Records drawn from a dataset:
━━━━━━━━━━━━━━━━

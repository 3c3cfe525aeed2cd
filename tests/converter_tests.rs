// tests/converter_tests.rs

use odata_sql::alias::AliasSet;
use odata_sql::ast::{ArithmeticOp, ComparisonOp, LambdaKind, LogicalOp};
use odata_sql::converter::{self, Converter, ExpressionResolver};
use odata_sql::error::{QueryError, SemanticError};
use odata_sql::filter::{FilterExpression, FilterKind, Function, ScalarExpr, TypeName};
use odata_sql::model::{Catalog, EntityModel, MetadataProvider, NavigationModel, PrimitiveType, PropertyModel};
use odata_sql::parser::with_parsed;
use odata_sql::pool::Pools;
use odata_sql::value::Literal;

fn catalog() -> Catalog {
    let products = EntityModel::new("Products", "products")
        .with(PropertyModel::new("Id", "id", PrimitiveType::Int32).key())
        .with(PropertyModel::new("Name", "name", PrimitiveType::String).searchable())
        .with(PropertyModel::new("Price", "price", PrimitiveType::Decimal))
        .with(PropertyModel::new("Rating", "rating", PrimitiveType::Int32))
        .with(PropertyModel::new("IsActive", "is_active", PrimitiveType::Boolean))
        .with(PropertyModel::new("Status", "status", PrimitiveType::Int32).flags())
        .with(PropertyModel::new("CreatedAt", "created_at", PrimitiveType::DateTimeOffset))
        .with(PropertyModel::new("Location", "location", PrimitiveType::Geography))
        .with(PropertyModel::new("UnitCount", "unit_count", PrimitiveType::Int32).serialized_as("units"))
        .with(
            PropertyModel::new("Category", "category_id", PrimitiveType::Int32).navigation(NavigationModel {
                target_entity: Some("Categories".into()),
                target_table: "categories".into(),
                source_column: "category_id".into(),
                target_column: "id".into(),
                collection: false,
                value_column: None,
            }),
        )
        .with(
            PropertyModel::new("Tags", "id", PrimitiveType::String).navigation(NavigationModel {
                target_entity: None,
                target_table: "product_tags".into(),
                source_column: "id".into(),
                target_column: "product_id".into(),
                collection: true,
                value_column: Some("tag".into()),
            }),
        )
        .with(
            PropertyModel::new("Orders", "id", PrimitiveType::Int32).navigation(NavigationModel {
                target_entity: Some("Orders".into()),
                target_table: "orders".into(),
                source_column: "id".into(),
                target_column: "product_id".into(),
                collection: true,
                value_column: None,
            }),
        );

    let categories = EntityModel::new("Categories", "categories")
        .with(PropertyModel::new("Id", "id", PrimitiveType::Int32).key())
        .with(PropertyModel::new("Name", "category_name", PrimitiveType::String));

    let orders = EntityModel::new("Orders", "orders")
        .with(PropertyModel::new("Id", "id", PrimitiveType::Int32).key())
        .with(PropertyModel::new("Amount", "amount", PrimitiveType::Decimal));

    Catalog::new().with(products).with(categories).with(orders)
}

fn resolve_with(input: &str, aliases: &AliasSet, max_in: Option<usize>) -> Result<FilterExpression, QueryError> {
    let catalog = catalog();
    let model = catalog.entity("Products");
    let pools = Pools::new(64);
    let converter = Converter::new(model, aliases, max_in).with_catalog(&catalog);
    let result = ExpressionResolver::new(&pools, converter).filter(input);
    assert_eq!(pools.nodes.outstanding(), 0, "leaked nodes for: {}", input);
    result
}

fn resolve(input: &str) -> FilterExpression {
    resolve_with(input, &AliasSet::new(), Some(1000)).unwrap()
}

fn semantic_err(input: &str) -> SemanticError {
    match resolve_with(input, &AliasSet::new(), Some(1000)) {
        Err(QueryError::Semantic(e)) => e,
        other => panic!("expected semantic error for {}, got {:?}", input, other),
    }
}

fn lenient(input: &str) -> Result<FilterExpression, QueryError> {
    let pools = Pools::new(64);
    let aliases = AliasSet::new();
    ExpressionResolver::new(&pools, Converter::new(None, &aliases, None)).filter(input)
}

// ============================================================================
// Properties and Comparisons
// ============================================================================

#[test]
fn test_property_binds_column_and_type() {
    let expr = resolve("Price gt 10");
    let FilterKind::Compare { left, op, right } = expr.kind else {
        panic!("expected comparison");
    };
    assert_eq!(op, ComparisonOp::Gt);
    let property = left.property().unwrap();
    assert_eq!(property.column(), "price");
    assert_eq!(property.ty, Some(PrimitiveType::Decimal));
    assert_eq!(right, ScalarExpr::Literal(Literal::Integer(10)));
}

#[test]
fn test_resolve_parsed_tree() {
    let pools = Pools::new(16);
    let catalog = catalog();
    let aliases = AliasSet::new();
    let expr = with_parsed("Price gt 10", &pools, |node| {
        converter::resolve(node, catalog.entity("Products"), &aliases, None).map_err(QueryError::from)
    })
    .unwrap();

    assert!(matches!(expr.kind, FilterKind::Compare { op: ComparisonOp::Gt, .. }));
    assert_eq!(pools.nodes.outstanding(), 0);
}

#[test]
fn test_serialized_name_resolves_to_declared_property() {
    let expr = resolve("units gt 2");
    assert_eq!(expr.property_names(), vec!["UnitCount"]);
}

#[test]
fn test_unknown_property() {
    let err = semantic_err("Missing eq 1");
    assert_eq!(
        err,
        SemanticError::UnknownProperty {
            name: "Missing".to_string(),
            offset: Some(0),
        }
    );
}

#[test]
fn test_it_prefix_is_stripped() {
    assert_eq!(resolve("$it/Price gt 10"), resolve("Price gt 10"));
}

#[test]
fn test_not_sets_negated_flag() {
    let expr = resolve("not (Price gt 10)");
    assert!(expr.negated);
    assert!(matches!(expr.kind, FilterKind::Compare { .. }));
}

#[test]
fn test_double_negation_cancels() {
    let expr = resolve("not not IsActive");
    assert!(!expr.negated);
}

#[test]
fn test_logical_structure() {
    let expr = resolve("IsActive and (Price gt 1 or Rating lt 3)");
    let FilterKind::Logical { op, right, .. } = expr.kind else {
        panic!("expected logical");
    };
    assert_eq!(op, LogicalOp::And);
    assert!(matches!(right.kind, FilterKind::Logical { op: LogicalOp::Or, .. }));
}

#[test]
fn test_boolean_property_is_predicate() {
    let expr = resolve("IsActive");
    assert!(matches!(expr.kind, FilterKind::Predicate(ScalarExpr::Property(_))));
}

#[test]
fn test_non_boolean_property_is_not_a_predicate() {
    assert!(matches!(semantic_err("Price"), SemanticError::NotBoolean { .. }));
    assert!(matches!(semantic_err("Price add 1"), SemanticError::NotBoolean { .. }));
    assert!(matches!(semantic_err("'x'"), SemanticError::NotBoolean { .. }));
}

#[test]
fn test_boolean_literal_is_constant() {
    assert_eq!(resolve("true").kind, FilterKind::Constant(true));
}

#[test]
fn test_nested_arithmetic() {
    let expr = resolve("(Price add 10) mul 2 gt 100");
    let FilterKind::Compare { left, .. } = expr.kind else {
        panic!("expected comparison");
    };
    let ScalarExpr::Arithmetic { op, left, .. } = left else {
        panic!("expected arithmetic");
    };
    assert_eq!(op, ArithmeticOp::Mul);
    assert!(matches!(*left, ScalarExpr::Arithmetic { op: ArithmeticOp::Add, .. }));
}

#[test]
fn test_integer_overflow_against_integer_property() {
    let err = semantic_err("Rating eq 9223372036854775808");
    assert!(matches!(err, SemanticError::NumericOverflow { ref property, .. } if property == "Rating"));
}

#[test]
fn test_large_decimal_against_decimal_property_is_fine() {
    resolve("Price eq 9223372036854775808");
}

// ============================================================================
// Membership and Flags
// ============================================================================

#[test]
fn test_in_list_resolves_literals() {
    let expr = resolve("Name in ('a', 'b')");
    let FilterKind::In { values, .. } = expr.kind else {
        panic!("expected in");
    };
    assert_eq!(values, vec![Literal::String("a".into()), Literal::String("b".into())]);
}

#[test]
fn test_in_list_requires_literals() {
    assert!(matches!(semantic_err("Name in (Name, 'b')"), SemanticError::MalformedIn { .. }));
}

#[test]
fn test_in_list_size_limit() {
    let err = resolve_with("Rating in (1, 2, 3)", &AliasSet::new(), Some(2)).unwrap_err();
    assert_eq!(err, QueryError::Semantic(SemanticError::InListTooLarge { size: 3, max: 2 }));

    resolve_with("Rating in (1, 2, 3)", &AliasSet::new(), None).unwrap();
}

#[test]
fn test_has_on_flags_property() {
    let expr = resolve("Status has 4");
    assert!(matches!(expr.kind, FilterKind::Has { flag: Literal::Integer(4), .. }));
}

#[test]
fn test_has_prefix_and_infix_forms_match() {
    assert_eq!(resolve("Status has 1"), resolve("has(Status, 1)"));
}

#[test]
fn test_has_on_plain_property_is_rejected() {
    assert!(matches!(semantic_err("Rating has 4"), SemanticError::WrongArgumentKind { .. }));
}

// ============================================================================
// Functions
// ============================================================================

#[test]
fn test_predicate_function() {
    let expr = resolve("contains(Name, 'milk')");
    assert!(matches!(
        expr.kind,
        FilterKind::Predicate(ScalarExpr::Function {
            function: Function::Contains,
            ..
        })
    ));
}

#[test]
fn test_function_names_are_case_insensitive() {
    assert_eq!(resolve("ToLower(Name) eq 'x'"), resolve("tolower(Name) eq 'x'"));
}

#[test]
fn test_wrong_arity() {
    let err = semantic_err("tolower(Name, Name) eq 'x'");
    assert!(matches!(err, SemanticError::WrongArity { found: 2, .. }));

    let err = semantic_err("substring(Name) eq 'x'");
    assert!(matches!(err, SemanticError::WrongArity { found: 1, .. }));
}

#[test]
fn test_wrong_operand_type() {
    assert!(matches!(semantic_err("year(Name) eq 2024"), SemanticError::WrongArgumentKind { .. }));
    assert!(matches!(semantic_err("length(Price) gt 1"), SemanticError::WrongArgumentKind { .. }));
}

#[test]
fn test_substring_rejects_negative_start() {
    assert!(matches!(
        semantic_err("substring(Name, -1) eq 'x'"),
        SemanticError::WrongArgumentKind { .. }
    ));
}

#[test]
fn test_unknown_function() {
    assert!(matches!(semantic_err("frobnicate(Name)"), SemanticError::Unsupported(_)));
}

#[test]
fn test_spatial_function_requires_literal() {
    resolve("geo.intersects(Location, geography'POLYGON((0 0,1 0,1 1,0 0))')");
    assert!(matches!(
        semantic_err("geo.distance(Location, Name) lt 10"),
        SemanticError::WrongArgumentKind { .. }
    ));
}

#[test]
fn test_cast_and_isof() {
    let expr = resolve("cast(Rating, Edm.String) eq '5'");
    let FilterKind::Compare { left, .. } = expr.kind else {
        panic!("expected comparison");
    };
    assert!(matches!(
        left,
        ScalarExpr::Cast {
            target: TypeName::Primitive(PrimitiveType::String),
            ..
        }
    ));

    let expr = resolve("isof(Shop.Products)");
    assert!(matches!(
        expr.kind,
        FilterKind::IsOf {
            operand: None,
            target: TypeName::EntityType(_)
        }
    ));
}

#[test]
fn test_invalid_type_name() {
    assert_eq!(
        semantic_err("isof(Name, NotAType)"),
        SemanticError::InvalidTypeName("NotAType".to_string())
    );
}

// ============================================================================
// Navigation and Lambdas
// ============================================================================

#[test]
fn test_single_valued_navigation_path() {
    let expr = resolve("Category/Name eq 'Dairy'");
    let FilterKind::Compare { left, .. } = expr.kind else {
        panic!("expected comparison");
    };
    let ScalarExpr::NavigationProperty { navigation, property } = left else {
        panic!("expected navigation property");
    };
    assert_eq!(navigation, "Category");
    assert_eq!(property.column(), "category_name");
}

#[test]
fn test_collection_navigation_outside_lambda_is_rejected() {
    assert!(matches!(
        semantic_err("Orders/Amount gt 1"),
        SemanticError::WrongArgumentKind { .. }
    ));
}

#[test]
fn test_navigation_as_value_is_rejected() {
    assert!(matches!(semantic_err("Category eq 1"), SemanticError::WrongArgumentKind { .. }));
}

#[test]
fn test_deep_path_is_unsupported() {
    assert!(matches!(semantic_err("Category/Parent/Name eq 'x'"), SemanticError::Unsupported(_)));
}

#[test]
fn test_any_over_values() {
    let expr = resolve("Tags/any(t: t eq 'organic')");
    let FilterKind::Lambda {
        kind,
        navigation,
        predicate,
    } = expr.kind
    else {
        panic!("expected lambda");
    };
    assert_eq!(kind, LambdaKind::Any);
    assert_eq!(navigation, "Tags");
    let predicate = predicate.unwrap();
    assert!(matches!(
        predicate.kind,
        FilterKind::Compare {
            left: ScalarExpr::CurrentElement,
            ..
        }
    ));
}

#[test]
fn test_lambda_predicate_properties_are_relative() {
    let expr = resolve("Orders/all(o: o/Amount gt 100)");
    assert_eq!(expr.property_names(), vec!["Amount"]);
}

#[test]
fn test_lambda_over_non_collection() {
    assert!(matches!(
        semantic_err("Category/any(c: c/Name eq 'x')"),
        SemanticError::WrongArgumentKind { .. }
    ));
}

#[test]
fn test_all_without_predicate() {
    assert!(matches!(semantic_err("Orders/all()"), SemanticError::WrongArity { .. }));
}

#[test]
fn test_nested_lambda_is_unsupported() {
    assert!(matches!(
        semantic_err("Orders/any(o: o/Lines/any(l: l/Qty gt 1))"),
        SemanticError::Unsupported(_)
    ));
}

#[test]
fn test_outer_reference_inside_lambda_is_unsupported() {
    assert!(matches!(
        semantic_err("Orders/any(o: $it/Price gt 1)"),
        SemanticError::Unsupported(_)
    ));
}

// ============================================================================
// Aliases and Lenient Mode
// ============================================================================

#[test]
fn test_alias_is_visible_when_not_a_property() {
    let aliases: AliasSet = ["Total"].into_iter().collect();
    let expr = resolve_with("Total gt 100", &aliases, None).unwrap();
    let FilterKind::Compare { left, .. } = expr.kind else {
        panic!("expected comparison");
    };
    assert_eq!(left, ScalarExpr::Alias("Total".to_string()));
}

#[test]
fn test_lenient_mode_accepts_any_name() {
    let expr = lenient("Whatever eq 1 and Other").unwrap();
    assert_eq!(expr.property_names(), vec!["Whatever", "Other"]);
}

#[test]
fn test_lenient_mode_rejects_paths() {
    let err = lenient("A/B eq 1").unwrap_err();
    assert!(matches!(err, QueryError::Semantic(SemanticError::Unsupported(_))));
}

#[test]
fn test_scalar_and_order_by_resolution() {
    let catalog = catalog();
    let pools = Pools::new(16);
    let aliases = AliasSet::new();
    let resolver = ExpressionResolver::new(&pools, Converter::new(catalog.entity("Products"), &aliases, None));

    let scalar = resolver.scalar("Price mul 2").unwrap();
    assert_eq!(scalar.static_type(), None);

    let (expr, direction) = resolver.order_by("length(Name) desc").unwrap();
    assert_eq!(direction, odata_sql::SortDirection::Descending);
    assert!(matches!(expr, ScalarExpr::Function { function: Function::Length, .. }));
    assert_eq!(pools.nodes.outstanding(), 0);
}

━━━━━━━━━━━━━━━━

**What to do**
Display each line of the data where "Location" occurs.

**Solution for this problem**
        .with(PropertyModel::new("Location", "location", PrimitiveType::Geography))
    resolve("geo.intersects(Location, geography'POLYGON((0 0,1 0,1 1,0 0))')");
        semantic_err("geo.distance(Location, Name) lt 10"),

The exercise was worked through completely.